Rizal, José hōsāˈ rēsälˈ [key], 1861–96, Philippine nationalist, author, poet, and physician, b. Calamba, Laguna prov. He studied at a Jesuit school in Manila, at the Univ. of Madrid (M.D., 1884; Ph.D., 1885), and in Paris, Berlin, Heidelberg, and Leipzig. In Berlin he published his first novel, Noli me tangere (1886, tr. The Lost Eden, 1961), a diatribe against Spanish administration and the religious orders in the Philippines. Because of this attack he was compelled by Spanish officials to leave the islands soon after his return home in 1887. He lived successively in China, Japan, the United States, England, and France, before establishing himself in Hong Kong to practice medicine. In 1890 he published an annotated edition of Antonio Morgas's Sucesos de las islas Filipinas, and in 1891 he published his second novel, El filibusterismo (tr. The Subversive, 1962), a sequel to his first.
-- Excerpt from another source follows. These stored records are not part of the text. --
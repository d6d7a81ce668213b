//! Captures detached token sub-sequences for expressions.
//!
//! The parser never builds an expression tree itself — it only carves out
//! the token range between the current position and a terminator, leaving
//! the infix→postfix shunting-yard conversion to the code generator.
//! A reserved keyword or bare `{`/`}` seen before the terminator (outside
//! parens) is reported as "did you forget a semicolon?", matching the
//! original compiler's `parse_until` diagnostic.

use super::{ParseError, Parser};
use crate::ast::{AstNode, NodeId, TokenRange};
use crate::token::TokenKind;

const MISSING_SEMICOLON: &str = "did you forget a semicolon?";

impl Parser {
    /// Captures tokens from the current position up to (not including) the
    /// first `terminator` seen at paren-depth 0. Leaves the cursor
    /// positioned on the terminator.
    pub(super) fn capture_expr_until(
        &mut self,
        terminator: &TokenKind,
    ) -> Result<TokenRange, ParseError> {
        let start = self.pos;
        let mut depth = 0i32;
        loop {
            if self.is_eof() {
                return Err(ParseError::new(
                    "unexpected end of file while parsing an expression",
                    self.current_line(),
                ));
            }
            if depth == 0 && self.check(terminator) {
                break;
            }
            match self.current_kind() {
                TokenKind::LParen => depth += 1,
                TokenKind::RParen => depth -= 1,
                TokenKind::LBrace | TokenKind::RBrace if depth == 0 => {
                    return Err(ParseError::new(MISSING_SEMICOLON, self.current_line()));
                }
                other if other.is_keyword() && depth == 0 => {
                    return Err(ParseError::new(MISSING_SEMICOLON, self.current_line()));
                }
                _ => {}
            }
            self.advance();
        }
        Ok(TokenRange::new(start, self.pos))
    }

    /// Parses one `expr;` statement or one `expr = expr;` assignment,
    /// scanning for a top-level (paren-depth 0) `=` before the terminator.
    /// Used both for ordinary block statements and for a `for` loop's init
    /// and post clauses, which use different terminators and may or may not
    /// consume it (the post clause is immediately followed by `{`, which the
    /// `for` handler itself expects next).
    pub(super) fn parse_assign_or_statement_node(
        &mut self,
        parent_block: crate::ast::BlockId,
        terminator: &TokenKind,
        consume_terminator: bool,
    ) -> Result<NodeId, ParseError> {
        let line = self.current_line();
        let start = self.pos;
        let mut depth = 0i32;
        loop {
            if self.is_eof() {
                return Err(ParseError::new(
                    "unexpected end of file while parsing a statement",
                    self.current_line(),
                ));
            }
            if depth == 0 && self.check(terminator) {
                let expr = TokenRange::new(start, self.pos);
                if consume_terminator {
                    self.advance();
                }
                return Ok(self.ast.push_node(AstNode::Statement {
                    expr,
                    parent_block,
                    line,
                }));
            }
            match self.current_kind() {
                TokenKind::LParen => {
                    depth += 1;
                    self.advance();
                }
                TokenKind::RParen => {
                    depth -= 1;
                    self.advance();
                }
                TokenKind::Assign if depth == 0 => {
                    let lhs = TokenRange::new(start, self.pos);
                    self.advance(); // consume '='
                    let rhs = self.capture_expr_until(terminator)?;
                    if consume_terminator {
                        self.advance();
                    }
                    return Ok(self.ast.push_node(AstNode::Assign {
                        lhs,
                        rhs,
                        parent_block,
                        line,
                    }));
                }
                TokenKind::LBrace | TokenKind::RBrace if depth == 0 => {
                    return Err(ParseError::new(MISSING_SEMICOLON, self.current_line()));
                }
                other if other.is_keyword() && depth == 0 => {
                    return Err(ParseError::new(MISSING_SEMICOLON, self.current_line()));
                }
                _ => self.advance(),
            }
        }
    }
}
Returning to Manila in 1892, he was arrested as a revolutionary agitator and banished to Dapitan on Mindanao. While on his way to Cuba in 1896, he was arrested and returned to Manila. There he was given a farcical trial and executed as an instigator of insurrection and founder of secret revolutionary societies. His martyrdom incited a full-scale rebellion against Spanish rule. He also wrote articles; Mariang Makiling (1890), a Philippine folk tale; and considerable poetry.

See his letters, tr. by J. P. Apostol (1959); his reminiscences and travels, ed. by E. Alzona (Vol. I, 1961); biographies by C. Quirino (1958), L. M. Guerrero (1963), and A. Coates (1968).